"Escúcheme, presidente": directora acusa red de poder en Casa de Nariño y teme por su vida

Angie Rodríguez, directora del Fondo de Adaptación, concedió una entrevista explosiva a Semana en la que denuncia amenazas, espionaje y una presunta red organizada de poder dentro del Gobierno. Señala directamente a Juliana Guerrero, Carlos Carrillo y Raúl Moreno como responsables de una campaña en su contra, y dice que el presidente Petro nunca la defendió públicamente. Rodríguez asegura que el conflicto comenzó cuando denunció irregularidades en los títulos académicos de Guerrero mientras dirigía el Dapre.
Angie Rodríguez, directora del Fondo de Adaptación y exdirectora del Dapre, lanzó denuncias contundentes contra lo que ella considera una estructura de poder dentro del Gobierno. En una entrevista concedida a la revista Semana, habló de amenazas, espionaje, extorsiones y una lucha interna por el poder que, según su versión, la tiene en riesgo. "Yo no tengo ninguna intención de suicidarme", advirtió, dejando clara su preocupación por la seguridad de ella y su familia. "Con ellos no puede pasar nada bueno", agregó.

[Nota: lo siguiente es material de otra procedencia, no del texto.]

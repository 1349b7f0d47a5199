use super::Markup;

/// Where rendered markup goes. Each call replaces the previous contents.
pub trait Region {
    fn replace(&mut self, markup: Markup);
}

/// Keeps every replacement, newest last.
#[derive(Debug, Default)]
pub struct MemoryRegion {
    history: Vec<Markup>,
}

impl MemoryRegion {
    pub fn new() -> Self {
        Self::default()
    }

    pub fn current(&self) -> Option<&Markup> {
        self.history.last()
    }

    pub fn history(&self) -> &[Markup] {
        &self.history
    }
}

impl Region for MemoryRegion {
    fn replace(&mut self, markup: Markup) {
        self.history.push(markup);
    }
}
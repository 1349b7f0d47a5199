use super::{Block, Markup, format_scalar, format_text};
use crate::config::Palette;
use crate::model::ScoredTask;

impl Markup {
    pub fn to_text(&self, palette: &Palette) -> String {
        self.blocks()
            .iter()
            .map(|block| block_text(block, palette))
            .collect::<Vec<_>>()
            .join("\n")
    }
}

fn block_text(block: &Block, palette: &Palette) -> String {
    match block {
        Block::Loading(text) => palette.mutedize(text),
        Block::Message { text, .. } => text.clone(),
        Block::Heading(text) => palette.accentize(text),
        Block::Card(task) => card_text(task, palette),
        Block::Raw(text) => text.clone(),
    }
}

fn card_text(task: &ScoredTask, palette: &Palette) -> String {
    let heading = format!(
        "{} — Score: {}",
        task.title.as_deref().unwrap_or_default(),
        format_scalar(task.score.as_ref())
    );
    let details = format!(
        "Due: {}, Hours: {}, Importance: {}",
        format_text(task.due_date.as_deref()),
        format_scalar(task.estimated_hours.as_ref()),
        format_scalar(task.importance.as_ref())
    );

    let mut lines = vec![palette.accentize(&heading)];
    if let Some(explanation) = task.explanation.as_deref().filter(|text| !text.is_empty()) {
        lines.push(format!("  {explanation}"));
    }
    lines.push(format!("  {}", palette.mutedize(&details)));
    lines.join("\n")
}
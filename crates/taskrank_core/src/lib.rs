pub mod client;
pub mod config;
pub mod controller;
pub mod error;
pub mod form;
pub mod model;
pub mod payload;
pub mod render;

pub use client::{Endpoint, HttpScoringClient, ResponseBody, ScoringApi};
pub use controller::Controller;
pub use error::AppError;
pub use form::TaskForm;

En sus declaraciones, Rodríguez describió un ambiente tóxico en la Casa de Nariño donde prevalecen los intereses personales sobre el bien público. "En la Casa de Nariño hay un juego por el poder y el dinero. Eso los tiene enceguecidos. Muchos piensan que este gobierno no va a continuar y por eso miran cómo exprimirlo", sostuvo. Dirigiéndose directamente al presidente Gustavo Petro, lanzó un llamado de atención: "Sé que él me va a escuchar en esta entrevista y de corazón le pido que tome las medidas pertinentes".
Rodríguez fue clara en señalar que su relación con el Presidente se deterioró por información negativa que le hicieron llegar. Le acusaban de ser "la reina del fentanilo, contrabandista y que manejaba el puerto de Buenaventura", relató. Cuando pidió pruebas de esas acusaciones, según ella, no las consiguió. Lo que más le dolió fue la falta de respaldo público: "El presidente Petro nunca salió a defenderme. Fui muy leal a él. Entregué más que mi vida".
Con nombres específicos, Rodríguez apuntó hacia Carlos Carrillo, Raúl Moreno y Juliana Guerrero como cabezas de lo que ella llama una red organizada en su contra. Sobre Carrillo, afirmó que "tenía, o tiene, un espía al interior de la entidad (…) para que me grabara, me tomara fotos y, a su vez, él poder traficar, presuntamente, la información". En tono grave, sentenció: "O me quiere matar o me quiere llevar presa". Luego fue más directo: "Hablo de un presunto concierto para delinquir en la Casa de Nariño. Hago énfasis. Esto es una red organizada".
El origen del enfrentamiento, según su relato, fue cuando ella detectó irregularidades en los títulos académicos de Juliana Guerrero durante su gestión en el Dapre. "Cuando me dicen hay que publicar la hoja de vida, sabía que ella no iba a pasar los filtros porque no era profesional", explicó. Lo que más le intrigó fue que días después los títulos aparecieron. "¿Quién se va a graduar en 15 días?", cuestionó. Desde ese momento, según Rodríguez, comenzó el conflicto que la convirtió en una enemiga poderosa.
Rodríguez asegura que Guerrero, aunque sin cargo formal, es quien realmente "maneja los hilos del poder" en varias entidades. Agregó que Guerrero "se ufanaba diciendo que tenía vínculos con el ELN", lo que, en su opinión, generaba temor y reforzaba su influencia en el entorno gubernamental. "Me decía que ella era amiga, que tenía buena relación. Entonces cuando las personas escuchan eso, piensan dos veces antes de actuar en contra de ella", explicó.
Al cierre de sus declaraciones, Rodríguez describió un escenario insostenible: "Querían aniquilarme de todas las maneras. No confío, no tengo personal, me bloquearon. Hay muchos intereses". Hasta el momento, ni el presidente Petro ni los funcionarios acusados se han pronunciado sobre estas denuncias.